During training with veteran teachers at Breakthrough, I had a grade team and someone who taught the same subject as me. In my current role, I am the only fifth grade teacher in the building. What supports me now are the adults who step in. My school-based teacher leaders and Peer Assistance and Review Program (PAR) coach, check in regularly. They plan with me, give feedback, and model lessons so I can see suggestions in action.
One day, my math coach was observing and gently stepped in. “Ms. Banks said this. How can we show this with our hands?” she asked the class, turning an abstract explanation into something visual. Then she stepped out. That small moment changed how I approached misconceptions. It reminded me that feedback is growth. Without that support, it would be easy to internalize every rough lesson as failure.
Third, onboarding should be thoughtful, not rushed.

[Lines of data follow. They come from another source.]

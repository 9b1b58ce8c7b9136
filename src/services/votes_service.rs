use diesel::prelude::*;
use diesel::result::{DatabaseErrorKind, Error as DieselError};
use uuid::Uuid;

use crate::{
    db::models::api::error_codes,
    db::models::vote::{NewVote, VoteResult},
    db::repositories::{IssueRepo, VoteRepo},
    error::AppError,
    services::context::RequestContext,
};

pub struct VotesService;

impl VotesService {
    /// Adds the caller's vote, or removes it when one already exists.
    pub fn toggle(
        conn: &mut PgConnection,
        ctx: &RequestContext,
        issue_id: Uuid,
    ) -> Result<VoteResult, AppError> {
        let result = conn.transaction::<_, AppError, _>(|conn| {
            let issue = IssueRepo::find_for_update(conn, issue_id)?
                .ok_or_else(|| AppError::not_found("issue"))?;

            if VoteRepo::exists(conn, issue.id, ctx.user_id)? {
                VoteRepo::delete(conn, issue.id, ctx.user_id)?;
                let vote_count = IssueRepo::decrement_votes(conn, issue.id)?;
                return Ok(VoteResult {
                    voted: false,
                    vote_count,
                });
            }

            if !issue.status.accepts_votes() {
                return Err(AppError::validation_with_code(
                    format!("Voting is closed for {} issues", issue.status),
                    error_codes::ISSUE_VOTING_CLOSED,
                ));
            }

            VoteRepo::insert(
                conn,
                &NewVote {
                    issue_id: issue.id,
                    user_id: ctx.user_id,
                },
            )?;
            let vote_count = IssueRepo::increment_votes(conn, issue.id)?;
            Ok(VoteResult {
                voted: true,
                vote_count,
            })
        });

        match result {
            Err(AppError::Database(DieselError::DatabaseError(
                DatabaseErrorKind::UniqueViolation,
                _,
            ))) => Err(AppError::conflict_with_code(
                "Vote was recorded by a concurrent request",
                None,
                error_codes::VOTE_CONFLICT,
            )),
            other => {
                if let Ok(vote) = &other {
                    tracing::debug!(
                        issue_id = %issue_id,
                        user_id = %ctx.user_id,
                        voted = vote.voted,
                        vote_count = vote.vote_count,
                        "Vote toggled"
                    );
                }
                other
            }
        }
    }
}
use diesel::prelude::*;
use uuid::Uuid;

use crate::{
    db::enums::{IssueStatus, NotificationKind},
    db::models::api::PageRequest,
    db::models::issue::Issue,
    db::models::notification::{NewNotification, Notification},
    db::repositories::NotificationRepo,
    error::AppError,
    services::context::RequestContext,
};

pub struct NotificationsService;

impl NotificationsService {
    /// Queues one notification per recipient, skipping the actor and duplicates.
    pub fn notify(
        conn: &mut PgConnection,
        recipients: &[Uuid],
        actor_id: Option<Uuid>,
        issue_id: Uuid,
        kind: NotificationKind,
        message: String,
    ) -> Result<usize, AppError> {
        let batch = build_batch(recipients, actor_id, issue_id, kind, &message);
        Ok(NotificationRepo::insert_many(conn, &batch)?)
    }

    pub fn list(
        conn: &mut PgConnection,
        ctx: &RequestContext,
        unread_only: bool,
        page: &PageRequest,
    ) -> Result<(Vec<Notification>, i64), AppError> {
        Ok(NotificationRepo::list_for_user(conn, ctx.user_id, unread_only, page)?)
    }

    pub fn unread_count(conn: &mut PgConnection, ctx: &RequestContext) -> Result<i64, AppError> {
        Ok(NotificationRepo::unread_count(conn, ctx.user_id)?)
    }

    pub fn mark_read(
        conn: &mut PgConnection,
        ctx: &RequestContext,
        notification_id: Uuid,
    ) -> Result<Notification, AppError> {
        NotificationRepo::mark_read(conn, notification_id, ctx.user_id)?
            .ok_or_else(|| AppError::not_found("notification"))
    }

    pub fn mark_all_read(conn: &mut PgConnection, ctx: &RequestContext) -> Result<usize, AppError> {
        Ok(NotificationRepo::mark_all_read(conn, ctx.user_id)?)
    }
}

pub fn build_batch(
    recipients: &[Uuid],
    actor_id: Option<Uuid>,
    issue_id: Uuid,
    kind: NotificationKind,
    message: &str,
) -> Vec<NewNotification> {
    let mut seen = Vec::with_capacity(recipients.len());
    for recipient in recipients {
        if Some(*recipient) == actor_id || seen.contains(recipient) {
            continue;
        }
        seen.push(*recipient);
    }

    seen.into_iter()
        .map(|user_id| NewNotification {
            user_id,
            issue_id: Some(issue_id),
            kind,
            message: message.to_string(),
        })
        .collect()
}

pub fn status_changed_message(issue: &Issue, to: IssueStatus) -> String {
    format!("Your report \"{}\" is now {}", issue.title, to.as_str().replace('_', " "))
}

pub fn comment_added_message(issue: &Issue) -> String {
    format!("New comment on your report \"{}\"", issue.title)
}

pub fn assigned_message(issue: &Issue) -> String {
    format!("You have been assigned \"{}\"", issue.title)
}

pub fn escalated_message(issue: &Issue, level: i32) -> String {
    format!(
        "\"{}\" is past its SLA and has been escalated to level {}",
        issue.title, level
    )
}

#[cfg(test)]
mod tests {
    use super::*;

    #[test]
    fn batch_skips_actor_and_duplicates() {
        let actor = Uuid::new_v4();
        let other = Uuid::new_v4();
        let issue = Uuid::new_v4();
        let batch = build_batch(
            &[actor, other, other],
            Some(actor),
            issue,
            NotificationKind::SlaEscalated,
            "late",
        );
        assert_eq!(batch.len(), 1);
        assert_eq!(batch[0].user_id, other);
        assert_eq!(batch[0].issue_id, Some(issue));
    }

    #[test]
    fn batch_without_actor_keeps_everyone() {
        let a = Uuid::new_v4();
        let b = Uuid::new_v4();
        let batch = build_batch(&[a, b], None, Uuid::new_v4(), NotificationKind::SlaEscalated, "x");
        assert_eq!(batch.len(), 2);
    }
}
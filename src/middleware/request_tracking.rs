use axum::{
    http::{HeaderMap, HeaderName, HeaderValue, Request},
    middleware::Next,
    response::Response,
};
use std::time::Instant;
use tracing::{info, warn};
use uuid::Uuid;

pub const REQUEST_ID_HEADER: &str = "x-request-id";

const SLOW_REQUEST_MS: u128 = 1000;
const MAX_INBOUND_ID_LEN: usize = 128;

/// Request id stored in request extensions for handlers that want it.
#[derive(Clone, Debug)]
pub struct RequestId(pub String);

/// Assigns or propagates `x-request-id` and logs every request with its
/// status and latency.
pub async fn request_tracking_middleware<B>(mut request: Request<B>, next: Next<B>) -> Response {
    let start_time = Instant::now();
    let request_id = get_or_generate_request_id(request.headers());

    if let Ok(value) = HeaderValue::from_str(&request_id) {
        request
            .headers_mut()
            .insert(HeaderName::from_static(REQUEST_ID_HEADER), value);
    }
    request
        .extensions_mut()
        .insert(RequestId(request_id.clone()));

    let method = request.method().clone();
    let uri = request.uri().clone();
    let user_agent = request
        .headers()
        .get("user-agent")
        .and_then(|v| v.to_str().ok())
        .unwrap_or("unknown")
        .to_string();

    tracing::debug!(
        request_id = %request_id,
        method = %method,
        uri = %uri,
        user_agent = %user_agent,
        "Request started"
    );

    let mut response = next.run(request).await;
    let duration_ms = start_time.elapsed().as_millis();

    if let Ok(value) = HeaderValue::from_str(&request_id) {
        response
            .headers_mut()
            .insert(HeaderName::from_static(REQUEST_ID_HEADER), value);
    }

    let status = response.status();
    if status.is_server_error() {
        warn!(
            request_id = %request_id,
            method = %method,
            uri = %uri,
            status = %status,
            duration_ms = %duration_ms,
            "Request completed with server error"
        );
    } else if status.is_client_error() {
        warn!(
            request_id = %request_id,
            method = %method,
            uri = %uri,
            status = %status,
            duration_ms = %duration_ms,
            "Request completed with client error"
        );
    } else {
        info!(
            request_id = %request_id,
            method = %method,
            uri = %uri,
            status = %status,
            duration_ms = %duration_ms,
            "Request completed"
        );
    }

    if duration_ms > SLOW_REQUEST_MS {
        warn!(
            request_id = %request_id,
            method = %method,
            uri = %uri,
            duration_ms = %duration_ms,
            "Slow request detected"
        );
    }

    response
}

/// Reuses a well-formed inbound id, otherwise mints a fresh UUID.
pub fn get_or_generate_request_id(headers: &HeaderMap) -> String {
    headers
        .get(REQUEST_ID_HEADER)
        .and_then(|v| v.to_str().ok())
        .map(str::trim)
        .filter(|s| !s.is_empty() && s.len() <= MAX_INBOUND_ID_LEN)
        .map(|s| s.to_string())
        .unwrap_or_else(|| Uuid::new_v4().to_string())
}

#[cfg(test)]
mod tests {
    use super::*;

    #[test]
    fn reuses_inbound_request_id() {
        let mut headers = HeaderMap::new();
        headers.insert(REQUEST_ID_HEADER, HeaderValue::from_static("abc-123"));
        assert_eq!(get_or_generate_request_id(&headers), "abc-123");
    }

    #[test]
    fn generates_when_missing_or_oversized() {
        let headers = HeaderMap::new();
        let generated = get_or_generate_request_id(&headers);
        assert!(Uuid::parse_str(&generated).is_ok());

        let mut headers = HeaderMap::new();
        let long = "x".repeat(MAX_INBOUND_ID_LEN + 1);
        headers.insert(REQUEST_ID_HEADER, HeaderValue::from_str(&long).unwrap());
        assert_ne!(get_or_generate_request_id(&headers), long);
    }
}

As a first-year teacher, I am constantly learning to give myself grace. There is so much to learn. I have an incredible team that helps me set timers, tighten transitions, and protect instructional time. That kind of support should not depend on luck or landing in the right building. It should be the standard. If we are serious about solving teacher shortages, we need structured mentorship in year one, with real time coaching, modeling, and feedback.
At the start of this year, my class read a book called “Our Class Is a Family.” Months later, that still feels true. There is respect in our room. There is laughter. There is structure.
When my students can predict exactly what I am going to say next, it is not because I am rigid. It is because we built something consistent together.
I am staying because I was shown how to build it.
Kayla Banks is a fifth grade teacher at James G. Blaine Academics Plus in North Philadelphia and a Howard University graduate. A Cheltenham Township native, she spent three summers as a Teaching Fellow with Breakthrough of Greater Philadelphia, where she gained hands-on classroom experience before beginning her first year with the School District of Philadelphia.